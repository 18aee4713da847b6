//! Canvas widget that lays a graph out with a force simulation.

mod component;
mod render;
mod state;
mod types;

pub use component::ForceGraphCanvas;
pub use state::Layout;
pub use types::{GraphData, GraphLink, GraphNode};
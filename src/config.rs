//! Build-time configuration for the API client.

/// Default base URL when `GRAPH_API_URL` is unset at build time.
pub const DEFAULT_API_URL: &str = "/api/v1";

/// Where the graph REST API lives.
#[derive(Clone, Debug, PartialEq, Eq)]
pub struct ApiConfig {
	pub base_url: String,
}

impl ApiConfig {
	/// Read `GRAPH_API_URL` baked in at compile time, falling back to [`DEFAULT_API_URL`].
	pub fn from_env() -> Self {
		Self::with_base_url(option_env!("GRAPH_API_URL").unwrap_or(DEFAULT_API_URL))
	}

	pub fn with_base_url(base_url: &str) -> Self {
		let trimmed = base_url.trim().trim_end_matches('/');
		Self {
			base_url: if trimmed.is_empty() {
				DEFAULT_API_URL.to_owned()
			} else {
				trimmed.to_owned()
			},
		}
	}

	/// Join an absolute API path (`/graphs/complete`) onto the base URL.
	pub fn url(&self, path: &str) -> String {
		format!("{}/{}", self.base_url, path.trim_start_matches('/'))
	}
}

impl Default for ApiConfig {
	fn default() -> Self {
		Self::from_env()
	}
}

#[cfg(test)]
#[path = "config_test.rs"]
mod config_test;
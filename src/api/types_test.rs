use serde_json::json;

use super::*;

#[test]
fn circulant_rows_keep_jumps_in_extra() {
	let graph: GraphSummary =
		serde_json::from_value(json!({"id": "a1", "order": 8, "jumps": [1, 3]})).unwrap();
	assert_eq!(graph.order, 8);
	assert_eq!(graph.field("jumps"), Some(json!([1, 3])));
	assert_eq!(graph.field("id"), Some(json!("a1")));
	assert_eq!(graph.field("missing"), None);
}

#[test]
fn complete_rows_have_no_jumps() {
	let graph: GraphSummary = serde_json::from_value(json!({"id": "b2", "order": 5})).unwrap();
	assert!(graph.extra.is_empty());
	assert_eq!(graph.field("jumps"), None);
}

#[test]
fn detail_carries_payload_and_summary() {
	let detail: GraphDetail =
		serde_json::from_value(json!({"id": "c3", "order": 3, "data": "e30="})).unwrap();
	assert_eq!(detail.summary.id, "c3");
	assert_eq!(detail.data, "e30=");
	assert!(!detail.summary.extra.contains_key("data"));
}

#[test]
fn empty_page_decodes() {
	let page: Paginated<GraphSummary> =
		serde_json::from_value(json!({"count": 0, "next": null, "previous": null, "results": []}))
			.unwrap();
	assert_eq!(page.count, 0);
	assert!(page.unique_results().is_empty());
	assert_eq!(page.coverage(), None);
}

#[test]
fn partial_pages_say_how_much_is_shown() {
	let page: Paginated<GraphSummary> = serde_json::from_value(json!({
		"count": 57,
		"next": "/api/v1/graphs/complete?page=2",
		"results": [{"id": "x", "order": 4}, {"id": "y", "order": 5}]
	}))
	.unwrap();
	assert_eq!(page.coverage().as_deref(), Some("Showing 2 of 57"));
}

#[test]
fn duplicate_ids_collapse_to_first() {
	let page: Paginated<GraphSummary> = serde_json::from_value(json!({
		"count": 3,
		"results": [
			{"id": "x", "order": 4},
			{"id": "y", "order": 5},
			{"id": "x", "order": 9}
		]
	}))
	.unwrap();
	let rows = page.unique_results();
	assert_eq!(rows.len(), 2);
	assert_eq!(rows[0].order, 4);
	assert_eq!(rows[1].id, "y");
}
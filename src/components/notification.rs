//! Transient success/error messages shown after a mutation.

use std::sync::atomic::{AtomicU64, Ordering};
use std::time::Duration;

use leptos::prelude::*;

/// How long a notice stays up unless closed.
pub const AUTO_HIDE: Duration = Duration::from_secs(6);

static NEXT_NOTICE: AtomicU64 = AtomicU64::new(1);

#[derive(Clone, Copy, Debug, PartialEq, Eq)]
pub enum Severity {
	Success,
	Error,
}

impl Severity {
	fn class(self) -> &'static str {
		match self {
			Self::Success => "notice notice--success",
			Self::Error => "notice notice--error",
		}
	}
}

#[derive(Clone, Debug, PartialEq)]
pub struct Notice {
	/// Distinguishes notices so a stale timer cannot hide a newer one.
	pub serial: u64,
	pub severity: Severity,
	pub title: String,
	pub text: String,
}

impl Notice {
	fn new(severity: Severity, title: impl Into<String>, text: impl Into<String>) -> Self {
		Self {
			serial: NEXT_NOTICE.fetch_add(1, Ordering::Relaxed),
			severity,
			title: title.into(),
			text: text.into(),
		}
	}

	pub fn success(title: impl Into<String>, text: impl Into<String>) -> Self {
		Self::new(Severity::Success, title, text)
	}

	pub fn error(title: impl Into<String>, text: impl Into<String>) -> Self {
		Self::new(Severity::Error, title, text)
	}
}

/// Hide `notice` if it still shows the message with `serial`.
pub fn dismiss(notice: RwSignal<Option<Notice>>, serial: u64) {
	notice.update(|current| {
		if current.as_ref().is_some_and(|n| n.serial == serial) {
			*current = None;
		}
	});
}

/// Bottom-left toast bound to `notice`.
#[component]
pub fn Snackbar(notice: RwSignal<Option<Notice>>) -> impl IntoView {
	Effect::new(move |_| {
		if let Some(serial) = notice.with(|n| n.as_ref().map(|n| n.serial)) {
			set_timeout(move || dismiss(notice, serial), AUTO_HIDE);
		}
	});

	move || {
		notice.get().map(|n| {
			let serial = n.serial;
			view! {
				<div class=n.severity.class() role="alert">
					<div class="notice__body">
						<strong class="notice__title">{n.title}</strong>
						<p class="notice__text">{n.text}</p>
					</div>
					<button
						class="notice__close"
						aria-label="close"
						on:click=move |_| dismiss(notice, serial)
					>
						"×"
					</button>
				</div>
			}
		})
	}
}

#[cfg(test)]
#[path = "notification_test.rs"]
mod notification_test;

──────────────────────────────

▶ _Exercise_: Filter the listing for the word "count" and copy each line that has it.

▶ _Written response_:
		serde_json::from_value(json!({"count": 0, "next": null, "previous": null, "results": []}))
	assert_eq!(page.count, 0);
		"count": 57,
		"count": 3,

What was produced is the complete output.